An den Küchentischen in Thüringen wird derzeit noch viel über das Wie-Weiter, über Zukunftsängste gesprochen. Bei der Unternehmerin, die auf die zugesagte Novemberhilfe des Bundes wartet. Beim Soloselbstständigen in der Kulturbranche, der den letzten Auftrag vor vielen Monaten hatte. Es fragen sich aber auch die Pflegebedürftigen in den Heimen und die Krankenschwestern auf der Intensivstation: Wann? Dass die Novemberhilfen im Februar noch nicht ausgezahlt sind, ist absurd. Jetzt müssen die Bundesmittel endlich fließen.

Große Begegnungen in Kulturhäusern wird es vorerst nicht geben, aber das Programm Chancengeber der Landesregierung kann eine Brücke sein. Und in den Heimen müssen wir die Älteren durch tägliche Testungen der Mitarbeitenden und Besucherinnen und Besucher noch besser schützen. Mehr testen heißt schneller wieder Begegnungen ermöglichen.

Was immer wir als Landesregierung anpacken: Die Menschen möchten zu Recht eine Perspektive, denn Krise kann kein Dauerzustand sein. Wir lassen uns von einem wissenschaftlichen Beirat unterstützen und die Cosmo-Studie der Universität Erfurt bestätigt, dass eine deutliche Mehrheit der Menschen sich einen Stufenplan wünscht. Dieser muss alle Lebensbereiche berücksichtigen und Öffnungsoptionen realistisch staffeln – nach Pandemiegeschehen und der Belastung des Gesundheitswesens. Ein Stufenplan motiviert und gibt Verlässlichkeit. Er zeigt den Weg in eine neue Normalität, bis im Sommer die Mehrheit geimpft ist.

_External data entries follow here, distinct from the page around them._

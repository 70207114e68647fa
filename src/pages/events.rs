use chrono::NaiveDate;
use clap::ValueEnum;
use log::{info, warn};

use super::{Coach, PageError, required};
use crate::chat::extractor::{Extraction, extract};
use crate::chat::prompts::{HACKATHONS, INTERNSHIPS};
use crate::geo::Place;

pub const DEFAULT_LOCATION: &str = "India";
pub const DATE_FORMAT: &str = "%B %d, %Y";

#[derive(Debug, Clone, Copy, PartialEq, Eq, Default, ValueEnum)]
pub enum Listing {
    #[default]
    Hackathons,
    Internships,
}

pub struct EventsReport {
    pub place: Place,
    pub today: NaiveDate,
    pub listing: Listing,
    pub extraction: Extraction,
}

/// Resolves `location`, then asks for a list of upcoming events near it.
/// The completion service is only called once the location resolves.
pub async fn find(
    coach: &Coach,
    location: &str,
    listing: Listing,
    today: NaiveDate,
) -> Result<EventsReport, PageError> {
    let location = required(location, "Please enter your location.")?;

    let place = coach
        .geocoder()
        .lookup(location)
        .await
        .ok_or_else(|| PageError::LocationNotFound(location.to_string()))?;
    info!("location found: {} ({:.2}, {:.2})", place.display_name, place.latitude, place.longitude);

    let template = match listing {
        Listing::Hackathons => &HACKATHONS,
        Listing::Internships => &INTERNSHIPS,
    };
    let today_text = today.format(DATE_FORMAT).to_string();

    let raw = coach
        .ask(
            template,
            &[("location", &place.display_name), ("today", &today_text)],
        )
        .await?;

    let extraction = extract(&raw);
    if let Some(warning) = extraction.warning() {
        warn!("{warning}");
    }

    Ok(EventsReport {
        place,
        today,
        listing,
        extraction,
    })
}
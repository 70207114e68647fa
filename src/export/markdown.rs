/// Markdown export is the report text itself.
pub fn render(text: &str) -> Vec<u8> {
    text.as_bytes().to_vec()
}
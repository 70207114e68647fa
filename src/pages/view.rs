//! Terminal rendering for page results.

use chrono::{DateTime, Local};
use colored::Colorize;

use super::PageError;
use super::events::{DATE_FORMAT, EventsReport, Listing};
use super::interview::elapsed;
use crate::models::record::{Hackathon, Internship};
use crate::models::session::{InterviewState, MapPageState};
use crate::utils::misc::{format_elapsed, map_link};

pub fn section(title: &str, body: &str) -> String {
    format!("\n{}\n\n{}\n", format!("### {title}").cyan().bold(), body.trim_end())
}

/// Inline message for a failed page action.
pub fn page_error(err: &PageError) -> String {
    match err {
        PageError::Validation(message) => format!("⚠ {message}").yellow().to_string(),
        PageError::LocationNotFound(query) => {
            format!("✗ Location not found: {query}. Please try another place.")
                .red()
                .to_string()
        }
        PageError::Service(e) => format!("✗ Error: {e}").red().to_string(),
    }
}

pub fn location(state: &MapPageState, zoom: u8) -> String {
    format!(
        "📍 {} ({:.5}, {:.5})\n   {}",
        state.address.bold(),
        state.latitude,
        state.longitude,
        map_link(state.latitude, state.longitude, zoom).underline()
    )
}

/// The stored report of a map page, if there is one.
pub fn map_report(
    state: &MapPageState,
    heading: &str,
    stamp_label: &str,
    stamp_format: &str,
) -> Option<String> {
    if state.report.is_empty() {
        return None;
    }

    let mut out = format!("\n{}\n", format!("### {heading}: {}", state.address).cyan().bold());
    if let Some(updated) = state.last_updated {
        out.push_str(&format!(
            "{}\n",
            format!("🕒 {stamp_label}: {}", updated.format(stamp_format)).dimmed()
        ));
    }
    out.push('\n');
    out.push_str(state.report.trim_end());
    out.push('\n');

    Some(out)
}

pub fn hackathon_card(hack: &Hackathon) -> String {
    let mut out = format!("🚀 {}\n   📅 {}\n", hack.name.green().bold(), hack.date);
    if !hack.description.is_empty() {
        out.push_str(&format!("   {}\n", hack.description));
    }
    out
}

pub fn internship_card(internship: &Internship) -> String {
    let mut out = format!(
        "💼 {} at {}\n   📅 starts {}\n",
        internship.title.green().bold(),
        internship.company.bold(),
        internship.start
    );
    if !internship.description.is_empty() {
        out.push_str(&format!("   {}\n", internship.description));
    }
    out
}

pub fn events(report: &EventsReport) -> String {
    let mut out = format!(
        "{}\n   {}\n",
        format!(
            "📌 Location found: {} (Lat: {:.2}, Lon: {:.2})",
            report.place.display_name, report.place.latitude, report.place.longitude
        )
        .green(),
        map_link(report.place.latitude, report.place.longitude, 10).underline()
    );

    let records = report.extraction.records();
    let noun = match report.listing {
        Listing::Hackathons => "hackathons",
        Listing::Internships => "internships",
    };

    if records.is_empty() {
        if let Some(warning) = report.extraction.warning() {
            out.push_str(&format!("{}\n", format!("⚠ {warning}").yellow()));
        }
        out.push_str(&format!(
            "{}\n",
            format!("No {noun} found. Try another location or check later.").yellow()
        ));
        return out;
    }

    out.push_str(&format!(
        "\n{}\n\n",
        format!(
            "### {} After {}",
            match report.listing {
                Listing::Hackathons => "Hackathons",
                Listing::Internships => "Internships",
            },
            report.today.format(DATE_FORMAT)
        )
        .cyan()
        .bold()
    ));

    for record in records {
        out.push_str(&match report.listing {
            Listing::Hackathons => hackathon_card(&Hackathon::from(record)),
            Listing::Internships => internship_card(&Internship::from(record)),
        });
        out.push('\n');
    }

    out
}

pub fn interview(state: &InterviewState, now: DateTime<Local>) -> String {
    if state.questions.is_empty() {
        return "No interview in progress. Run `interview questions` to start one."
            .yellow()
            .to_string();
    }

    let mut out = format!(
        "\n{}\n\n",
        format!(
            "### Your Mock Interview Questions ({})",
            state.kind.unwrap_or_default()
        )
        .cyan()
        .bold()
    );
    for (i, question) in state.questions.iter().enumerate() {
        out.push_str(&format!("{}\n", format!("Q{}: {}", i + 1, question).bold()));
    }

    if let Some(spent) = elapsed(state, now) {
        out.push_str(&format!("\n⏱ Time Elapsed: {}\n", format_elapsed(spent)));
    }

    if let Some(feedback) = &state.feedback {
        out.push_str(&section("Interview Feedback", feedback));
    }

    out
}
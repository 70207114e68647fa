pub mod markdown;
pub mod pdf;

use std::path::Path;

use eyre::Result;
use log::info;

/// Writes rendered export bytes where the user asked for them.
pub async fn write_export(path: &Path, bytes: Vec<u8>) -> Result<()> {
    if let Some(parent) = path.parent()
        && !parent.as_os_str().is_empty()
    {
        tokio::fs::create_dir_all(parent).await?;
    }

    tokio::fs::write(path, bytes).await?;
    info!("exported {}", path.display());
    Ok(())
}
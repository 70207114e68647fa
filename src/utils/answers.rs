use std::io::{self, BufRead, Write};

use colored::Colorize;
use log::info;

/// Separator line between answers in an answers file.
pub const ANSWER_SEPARATOR: &str = "---";

/// Prompts for every question on stdin. An answer ends at the first empty line.
pub fn collect_answers_interactive(questions: &[String]) -> Vec<String> {
    println!("\n{}", "=== Mock Interview ===".cyan().bold());
    println!(
        "{}\n",
        "Type your answer below each question; finish an answer with an empty line.".cyan()
    );

    let stdin = io::stdin();
    let answers = read_answers(&mut stdin.lock(), questions, true);

    info!(
        "collected answers for {}/{} questions",
        answers.iter().filter(|a| !a.is_empty()).count(),
        questions.len()
    );
    answers
}

pub fn read_answers(reader: &mut impl BufRead, questions: &[String], echo: bool) -> Vec<String> {
    let mut answers = Vec::with_capacity(questions.len());

    for (i, question) in questions.iter().enumerate() {
        if echo {
            println!("{}", format!("Q{}: {}", i + 1, question).bold());
            print!("{}", "✍ Your answer: ".cyan());
            let _ = io::stdout().flush();
        }

        let mut lines = Vec::new();
        loop {
            let mut line = String::new();
            match reader.read_line(&mut line) {
                Ok(0) => break,
                Ok(_) if line.trim().is_empty() => break,
                Ok(_) => lines.push(line.trim_end().to_string()),
                Err(e) => {
                    println!("{}", format!("Error reading input: {e}").red());
                    break;
                }
            }
        }

        answers.push(lines.join("\n"));
        if echo {
            println!();
        }
    }

    answers
}

/// Answers separated by `---` lines, in question order.
pub fn parse_answers_file(text: &str) -> Vec<String> {
    let mut answers = Vec::new();
    let mut current = Vec::new();

    for line in text.lines() {
        if line.trim() == ANSWER_SEPARATOR {
            answers.push(current.join("\n").trim().to_string());
            current.clear();
        } else {
            current.push(line);
        }
    }

    let last = current.join("\n").trim().to_string();
    if !last.is_empty() {
        answers.push(last);
    }

    answers
}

Ich war kürzlich in meiner Heimatstadt Gera unterwegs –  mit Maske und Abstand. Es war einer der wenigen Termine vor Ort, die ich derzeit als Ministerin wahrnehmen kann. Wir wollten die Mobilität der Zukunft testen mit einem autonom fahrenden Kleinbus EMMA. Ein älterer Herr kam mit mir ins Gespräch. Nein, einen Impftermin habe er nicht. „Das bringt mich doch erst recht unter die Erde“, sagte der 83-Jährige. Wir redeten darüber, dass bereits jetzt Zehntausende in Thüringen die erste Impfung erhalten haben und er nicht nur sich, sondern andere schützen würde. Viele Fragen konnte ich beantworten, schließlich auch die, wie er sich einen Termin organisieren könnte.

Mir machte die Begegnung Mut. Unsere Demokratie lebt vom gemeinsamen Austausch, einander zuhören, abwägen und entscheiden. Er lässt sich impfen, denn er will seine Enkel endlich wiedersehen. Für mich gilt übrigens: Er und andere sind ganz klar zuerst dran: Die Älteren, die Ärzte- und Pflegerschaft und auch Lehrerinnen und Lehrer. Aber wenn ich an der Reihe bin, lasse auch ich mich impfen.